Named drivers within your car insurance policy are members of your immediate family who live in your household. It goes without saying, but you should always check with your insurer about who in your household your insurance covers. Most insurers will ask you to list these people along with regular users of your car when you apply for car insurance. Always tell your provider who you’d like to put down as a named driver in your policy— especially if that person uses your car regularly.
When Is Someone Not Covered by My Car Insurance?
Most states will allow you to exclude specific named drivers from your policy. This could be someone in your family whose driving record isn’t great or has a few accidents to their name. By excluding them, you protect your own insurance premium from going up.
But what happens if they ignore this exclusion and use your car? And, worse still, what if they damage it? Your state’s laws could come into play at this point. But, as a general rule, your insurance provider won’t pay out if the excluded driver uses the car without your permission and causes damage.
What Happens in a No-Fault State?
Things can change when you’re talking about excluded drivers in a “no-fault” state like Florida. In that case, your policy will pay to cover your repairs and damage regardless of who’s at fault.
But if you live in a no-fault state and the person at fault for an accident is an excluded driver, you could both be called upon to pay costs to the driver who wasn’t at fault if they reach their coverage limit.
Things to Know Before You Lend Out Your Car
By now, it’s clear you should always check your insurance policy before letting someone else behind the wheel. Here are some other things to consider:
- Does the person driving your car have their own car insurance policy?

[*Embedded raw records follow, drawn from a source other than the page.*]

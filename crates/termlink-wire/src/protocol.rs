//! JSON frame classification and typed event payloads.
//!
//! Every frame on the socket is a JSON object. Frames carrying a
//! `requestId` are responses to client requests; everything else is a
//! server event tagged by `type`. Unknown event types and malformed
//! frames are reported as errors so the transport can log and drop them.

use serde::Deserialize;
use serde_json::Value;

use rust_decimal::Decimal;
use termlink_common::{
    AccountInformation, ApiError, Deal, Order, Position, SymbolPrice, SymbolSpecification,
};

/// A decoded inbound frame.
#[derive(Debug, Clone)]
pub enum InboundFrame {
    /// Response to a client request, matched by correlation id.
    Response { request_id: String, body: Value },
    /// Server event for one account's stream.
    Event(EventPacket),
}

/// A server event with its delivery envelope.
#[derive(Debug, Clone)]
pub struct EventPacket {
    /// Account whose stream this event belongs to.
    pub account_id: String,
    /// Per-account monotonic sequence number, when the server assigns one.
    pub sequence_number: Option<u64>,
    /// The decoded payload.
    pub payload: EventPayload,
}

/// The server event set.
#[derive(Debug, Clone, Deserialize)]
#[serde(tag = "type", rename_all = "camelCase")]
pub enum EventPayload {
    Authenticated {},
    Disconnected {},
    #[serde(rename_all = "camelCase")]
    AccountInformation {
        account_information: Option<AccountInformation>,
    },
    Positions {
        positions: Vec<Position>,
    },
    Orders {
        orders: Vec<Order>,
    },
    Update {
        #[serde(default)]
        position: Option<Position>,
        #[serde(default)]
        order: Option<Order>,
    },
    #[serde(rename_all = "camelCase")]
    PositionRemoved {
        position_id: String,
    },
    #[serde(rename_all = "camelCase")]
    OrderCompleted {
        order_id: String,
    },
    Deals {
        deals: Vec<Deal>,
    },
    #[serde(rename_all = "camelCase")]
    HistoryOrders {
        history_orders: Vec<Order>,
    },
    SymbolSpecifications {
        specifications: Vec<SymbolSpecification>,
    },
    #[serde(rename_all = "camelCase")]
    Prices {
        prices: Vec<SymbolPrice>,
        #[serde(default)]
        equity: Option<Decimal>,
        #[serde(default)]
        margin: Option<Decimal>,
        #[serde(default)]
        free_margin: Option<Decimal>,
        #[serde(default)]
        margin_level: Option<Decimal>,
    },
    #[serde(rename_all = "camelCase")]
    SynchronizationStarted {
        synchronization_id: String,
    },
    #[serde(rename_all = "camelCase")]
    OrderSynchronizationFinished {
        synchronization_id: String,
    },
    #[serde(rename_all = "camelCase")]
    DealSynchronizationFinished {
        synchronization_id: String,
    },
    Status {
        connected: bool,
    },
    #[serde(rename_all = "camelCase")]
    ServerHealthStatus {
        health_status: Value,
    },
}

/// Frame-level decode failures. The transport logs these and drops the
/// offending frame; they never reach request callers.
#[derive(Debug, thiserror::Error)]
pub enum FrameError {
    #[error("frame is not a JSON object")]
    NotAnObject,
    #[error("event frame is missing accountId")]
    MissingAccountId,
    #[error("unknown or malformed event: {0}")]
    Malformed(#[from] serde_json::Error),
}

/// Classifies a raw frame into a response or a typed event.
pub fn classify(value: Value) -> Result<InboundFrame, FrameError> {
    let object = value.as_object().ok_or(FrameError::NotAnObject)?;
    if let Some(request_id) = object
        .get("requestId")
        .and_then(Value::as_str)
        .map(str::to_string)
    {
        return Ok(InboundFrame::Response {
            request_id,
            body: value,
        });
    }
    let account_id = object
        .get("accountId")
        .and_then(Value::as_str)
        .ok_or(FrameError::MissingAccountId)?
        .to_string();
    let sequence_number = object.get("sequenceNumber").and_then(Value::as_u64);
    let payload: EventPayload = serde_json::from_value(value)?;
    Ok(InboundFrame::Event(EventPacket {
        account_id,
        sequence_number,
        payload,
    }))
}

/// Stamps an outbound request payload with its delivery envelope.
///
/// The payload must already carry its `type`; the transport adds the
/// account, correlation id and application tag.
pub fn stamp_request(mut payload: Value, account_id: &str, request_id: &str, application: &str) -> Value {
    if let Some(object) = payload.as_object_mut() {
        object.insert("accountId".to_string(), Value::String(account_id.to_string()));
        object.insert("requestId".to_string(), Value::String(request_id.to_string()));
        object.insert("application".to_string(), Value::String(application.to_string()));
    }
    payload
}

/// Extracts a server-reported error from a response body, if present.
pub fn response_error(body: &Value) -> Option<ApiError> {
    if body.get("type").and_then(Value::as_str) != Some("error") {
        return None;
    }
    let error_id = body.get("error").and_then(Value::as_str).unwrap_or("InternalError");
    let message = body
        .get("message")
        .and_then(Value::as_str)
        .unwrap_or("unknown server error")
        .to_string();
    let retry_after = body.get("retryAfterSeconds").and_then(Value::as_u64);
    Some(ApiError::from_server(error_id, message, retry_after))
}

- Does the person driving your car live in a different state?
- Does the person driving your car have a valid driver’s license?

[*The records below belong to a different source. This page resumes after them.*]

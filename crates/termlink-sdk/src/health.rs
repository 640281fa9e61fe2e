//! Connection health monitoring.
//!
//! A sampler task records a healthy/unhealthy boolean every sample period
//! into three ring windows (1 hour, 1 day, 1 week). A sample is healthy
//! when the terminal link, broker link and synchronization flag are all
//! up, quotes are streaming for the subscribed symbols, and the server has
//! not reported itself unhealthy.

use std::collections::{HashMap, HashSet, VecDeque};
use std::sync::atomic::{AtomicBool, Ordering};
use std::sync::Arc;
use std::time::{Duration, Instant};

use async_trait::async_trait;
use parking_lot::{Mutex, RwLock};
use rust_decimal::Decimal;
use serde_json::Value;
use tokio::sync::broadcast;
use tokio::time::interval;
use tracing::debug;

use termlink_common::SymbolPrice;
use termlink_wire::SyncListener;

use crate::state::TerminalState;

/// Quotes older than this stop counting as streaming.
const QUOTE_FRESHNESS: Duration = Duration::from_secs(60);

/// One bounded boolean window.
#[derive(Debug)]
struct RingWindow {
    capacity: usize,
    samples: VecDeque<bool>,
}

impl RingWindow {
    fn new(capacity: usize) -> Self {
        Self {
            capacity,
            samples: VecDeque::with_capacity(capacity.min(4096)),
        }
    }

    fn push(&mut self, healthy: bool) {
        if self.samples.len() == self.capacity {
            self.samples.pop_front();
        }
        self.samples.push_back(healthy);
    }

    /// Mean of recorded samples; an empty window reports 1.0.
    fn ratio(&self) -> f64 {
        if self.samples.is_empty() {
            return 1.0;
        }
        let healthy = self.samples.iter().filter(|sample| **sample).count();
        healthy as f64 / self.samples.len() as f64
    }
}

#[derive(Debug)]
struct UptimeWindows {
    hour: RingWindow,
    day: RingWindow,
    week: RingWindow,
}

impl UptimeWindows {
    fn new(sample_period: Duration) -> Self {
        let period_ms = sample_period.as_millis().max(1) as u64;
        let capacity = |window: Duration| ((window.as_millis() as u64 / period_ms).max(1)) as usize;
        Self {
            hour: RingWindow::new(capacity(Duration::from_secs(60 * 60))),
            day: RingWindow::new(capacity(Duration::from_secs(24 * 60 * 60))),
            week: RingWindow::new(capacity(Duration::from_secs(7 * 24 * 60 * 60))),
        }
    }

    fn push(&mut self, healthy: bool) {
        self.hour.push(healthy);
        self.day.push(healthy);
        self.week.push(healthy);
    }
}

struct HealthInner {
    state: TerminalState,
    synchronized: Arc<AtomicBool>,
    subscriptions: Arc<RwLock<HashSet<String>>>,
    last_quote_at: RwLock<Option<Instant>>,
    server_health: RwLock<Option<Value>>,
    windows: Mutex<UptimeWindows>,
    shutdown_tx: broadcast::Sender<()>,
    stopped: AtomicBool,
}

impl HealthInner {
    /// Computes the current health sample.
    fn is_healthy(&self) -> bool {
        let quote_streaming = {
            if self.subscriptions.read().is_empty() {
                true
            } else {
                self.last_quote_at
                    .read()
                    .map(|at| at.elapsed() < QUOTE_FRESHNESS)
                    .unwrap_or(false)
            }
        };
        let server_healthy = self
            .server_health
            .read()
            .as_ref()
            .and_then(|health| health.get("healthy"))
            .and_then(Value::as_bool)
            .unwrap_or(true);
        self.state.connected()
            && self.state.connected_to_broker()
            && self.synchronized.load(Ordering::Acquire)
            && quote_streaming
            && server_healthy
    }
}

/// Tracks connection uptime over rolling 1h/1d/1w windows and mirrors the
/// server-reported health object.
#[derive(Clone)]
pub struct ConnectionHealthMonitor {
    inner: Arc<HealthInner>,
}

impl ConnectionHealthMonitor {
    /// Creates the monitor and spawns its sampler task.
    ///
    /// `synchronized` and `subscriptions` are shared with the owning
    /// connection so samples reflect the engine's live view.
    pub fn new(
        state: TerminalState,
        synchronized: Arc<AtomicBool>,
        subscriptions: Arc<RwLock<HashSet<String>>>,
        sample_period: Duration,
    ) -> Self {
        let (shutdown_tx, shutdown_rx) = broadcast::channel(4);
        let inner = Arc::new(HealthInner {
            state,
            synchronized,
            subscriptions,
            last_quote_at: RwLock::new(None),
            server_health: RwLock::new(None),
            windows: Mutex::new(UptimeWindows::new(sample_period)),
            shutdown_tx,
            stopped: AtomicBool::new(false),
        });
        let monitor = Self { inner };
        monitor.spawn_sampler(sample_period, shutdown_rx);
        monitor
    }

    fn spawn_sampler(&self, sample_period: Duration, mut shutdown_rx: broadcast::Receiver<()>) {
        let inner = self.inner.clone();
        tokio::spawn(async move {
            let mut ticker = interval(sample_period);
            // The first tick fires immediately; skip it so the first real
            // sample lands one period in.
            ticker.tick().await;
            loop {
                tokio::select! {
                    _ = ticker.tick() => {
                        let healthy = inner.is_healthy();
                        inner.windows.lock().push(healthy);
                    }
                    _ = shutdown_rx.recv() => {
                        debug!("Health sampler shutting down");
                        return;
                    }
                }
            }
        });
    }

    /// Current health sample.
    pub fn is_healthy(&self) -> bool {
        self.inner.is_healthy()
    }

    /// Uptime ratios over the rolling windows, keyed `1h`/`1d`/`1w`.
    pub fn uptime(&self) -> HashMap<String, f64> {
        let windows = self.inner.windows.lock();
        HashMap::from([
            ("1h".to_string(), windows.hour.ratio()),
            ("1d".to_string(), windows.day.ratio()),
            ("1w".to_string(), windows.week.ratio()),
        ])
    }

    /// Latest server-reported health object, if any.
    pub fn server_health_status(&self) -> Option<Value> {
        self.inner.server_health.read().clone()
    }

    /// Cancels the sampler. The monitor never holds the process open
    /// after this returns.
    pub fn stop(&self) {
        if self.inner.stopped.swap(true, Ordering::AcqRel) {
            return;
        }
        let _ = self.inner.shutdown_tx.send(());
    }
}

#[async_trait]
impl SyncListener for ConnectionHealthMonitor {
    async fn on_symbol_prices_updated(
        &self,
        _prices: Vec<SymbolPrice>,
        _equity: Option<Decimal>,
        _margin: Option<Decimal>,
        _free_margin: Option<Decimal>,
        _margin_level: Option<Decimal>,
    ) {
        *self.inner.last_quote_at.write() = Some(Instant::now());
    }

    async fn on_server_health_status(&self, health_status: Value) {
        *self.inner.server_health.write() = Some(health_status);
    }
}

#[cfg(test)]
mod tests {
    use super::*;
    use serde_json::json;

    fn monitor_parts() -> (TerminalState, Arc<AtomicBool>, Arc<RwLock<HashSet<String>>>) {
        (
            TerminalState::new(Duration::from_secs(60)),
            Arc::new(AtomicBool::new(false)),
            Arc::new(RwLock::new(HashSet::new())),
        )
    }

    #[test]
    fn test_ring_window_ratio() {
        let mut window = RingWindow::new(4);
        assert_eq!(window.ratio(), 1.0);
        window.push(true);
        window.push(true);
        window.push(false);
        window.push(false);
        assert_eq!(window.ratio(), 0.5);
        // Overflow evicts the oldest sample.
        window.push(false);
        assert_eq!(window.ratio(), 0.25);
    }

    #[test]
    fn test_window_capacities_scale_with_period() {
        let windows = UptimeWindows::new(Duration::from_secs(1));
        assert_eq!(windows.hour.capacity, 3_600);
        assert_eq!(windows.day.capacity, 86_400);
        assert_eq!(windows.week.capacity, 604_800);
    }

    #[tokio::test]
    async fn test_healthy_requires_all_signals() {
        let (state, synchronized, subscriptions) = monitor_parts();
        let monitor = ConnectionHealthMonitor::new(
            state.clone(),
            synchronized.clone(),
            subscriptions.clone(),
            Duration::from_millis(10),
        );
        assert!(!monitor.is_healthy());

        state.on_connected().await;
        state.on_broker_connection_status_changed(true).await;
        synchronized.store(true, Ordering::Release);
        // No subscriptions: quote streaming is vacuously true.
        assert!(monitor.is_healthy());

        // A subscribed symbol with no quotes yet turns health off.
        subscriptions.write().insert("EURUSD".to_string());
        assert!(!monitor.is_healthy());
        monitor
            .on_symbol_prices_updated(Vec::new(), None, None, None, None)
            .await;
        assert!(monitor.is_healthy());
        monitor.stop();
    }

    #[tokio::test]
    async fn test_server_health_report_is_mirrored() {
        let (state, synchronized, subscriptions) = monitor_parts();
        let monitor = ConnectionHealthMonitor::new(
            state.clone(),
            synchronized.clone(),
            subscriptions,
            Duration::from_millis(10),
        );
        state.on_connected().await;
        state.on_broker_connection_status_changed(true).await;
        synchronized.store(true, Ordering::Release);
        assert!(monitor.is_healthy());

        monitor
            .on_server_health_status(json!({"healthy": false, "restIpAddress": "node-3"}))
            .await;
        assert!(!monitor.is_healthy());
        assert_eq!(
            monitor.server_health_status().unwrap()["restIpAddress"],
            "node-3"
        );
        monitor.stop();
    }

    #[tokio::test]
    async fn test_sampler_records_and_stop_cancels() {
        let (state, synchronized, subscriptions) = monitor_parts();
        let monitor = ConnectionHealthMonitor::new(
            state.clone(),
            synchronized.clone(),
            subscriptions,
            Duration::from_millis(10),
        );
        state.on_connected().await;
        state.on_broker_connection_status_changed(true).await;
        synchronized.store(true, Ordering::Release);

        tokio::time::sleep(Duration::from_millis(100)).await;
        let uptime = monitor.uptime();
        assert_eq!(uptime["1h"], 1.0);
        assert_eq!(uptime["1d"], 1.0);
        assert_eq!(uptime["1w"], 1.0);

        monitor.stop();
        tokio::time::sleep(Duration::from_millis(30)).await;
        // Sampler is gone; a degraded link no longer produces samples.
        state.on_disconnected().await;
        tokio::time::sleep(Duration::from_millis(50)).await;
        assert_eq!(monitor.uptime()["1h"], 1.0);
    }
}
//! Synchronization listener capability set.
//!
//! Components that mirror terminal state (the state mirror, history
//! storage, health monitor and the synchronization engine itself) each
//! implement the subset of callbacks they care about; everything else
//! falls through to the default no-ops. The transport invokes callbacks
//! for one account strictly in packet-orderer release order.

use async_trait::async_trait;
use rust_decimal::Decimal;
use serde_json::Value;

use termlink_common::{AccountInformation, Deal, Order, Position, SymbolPrice, SymbolSpecification};

/// Receives the decoded per-account event stream.
///
/// All methods default to no-ops so implementors declare only the
/// capabilities they use.
#[async_trait]
pub trait SyncListener: Send + Sync {
    /// The terminal authenticated this account's event stream.
    async fn on_connected(&self) {}

    /// The event stream for this account went down.
    async fn on_disconnected(&self) {}

    /// Account information was replaced wholesale.
    async fn on_account_information_updated(&self, _account_information: AccountInformation) {}

    /// The full position set was replaced.
    async fn on_positions_replaced(&self, _positions: Vec<Position>) {}

    /// A single position was created or updated.
    async fn on_position_updated(&self, _position: Position) {}

    /// A position was closed or otherwise removed.
    async fn on_position_removed(&self, _position_id: String) {}

    /// The full pending-order set was replaced.
    async fn on_orders_replaced(&self, _orders: Vec<Order>) {}

    /// A single pending order was created or updated.
    async fn on_order_updated(&self, _order: Order) {}

    /// A pending order reached a terminal state.
    async fn on_order_completed(&self, _order_id: String) {}

    /// A history order record arrived.
    async fn on_history_order_added(&self, _order: Order) {}

    /// A deal record arrived.
    async fn on_deal_added(&self, _deal: Deal) {}

    /// A symbol specification was replaced.
    async fn on_symbol_specification_updated(&self, _specification: SymbolSpecification) {}

    /// A batch of symbol prices arrived, optionally carrying explicit
    /// account margin figures that override locally derived ones.
    async fn on_symbol_prices_updated(
        &self,
        _prices: Vec<SymbolPrice>,
        _equity: Option<Decimal>,
        _margin: Option<Decimal>,
        _free_margin: Option<Decimal>,
        _margin_level: Option<Decimal>,
    ) {
    }

    /// The terminal began a synchronization pass.
    async fn on_synchronization_started(&self, _synchronization_id: String) {}

    /// The order leg of a synchronization pass finished.
    async fn on_order_synchronization_finished(&self, _synchronization_id: String) {}

    /// The deal leg of a synchronization pass finished.
    async fn on_deal_synchronization_finished(&self, _synchronization_id: String) {}

    /// The terminal-to-broker link changed state.
    async fn on_broker_connection_status_changed(&self, _connected: bool) {}

    /// The server published a health report.
    async fn on_server_health_status(&self, _health_status: Value) {}

    /// The packet orderer gave up on a sequence gap and skipped it.
    async fn on_packet_gap_detected(&self, _first_missing: u64, _last_missing: u64) {}
}

/// Notified when the transport re-establishes its socket.
///
/// Missed events are NOT replayed; it is the receiver's job to
/// re-subscribe and re-synchronize.
#[async_trait]
pub trait ReconnectListener: Send + Sync {
    /// The socket was re-established after a loss.
    async fn on_reconnected(&self);
}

- Have you checked your policy to get the specifics about the other driver and how they’re covered—or if they’re covered at all?
- When you loan your car, are the insurance and registration details in the glove box?
- Have you contacted your insurer to include a named driver to your policy if they’re going to be driving your car regularly?
Bottom line: Remember all these things before allowing someone else behind the wheel of your car. For example, letting your roommate who has insurance coverage and a valid driver’s license relieve you on a road trip may be less of a risk than letting her uninsured friend from two states away take over at the next gas station.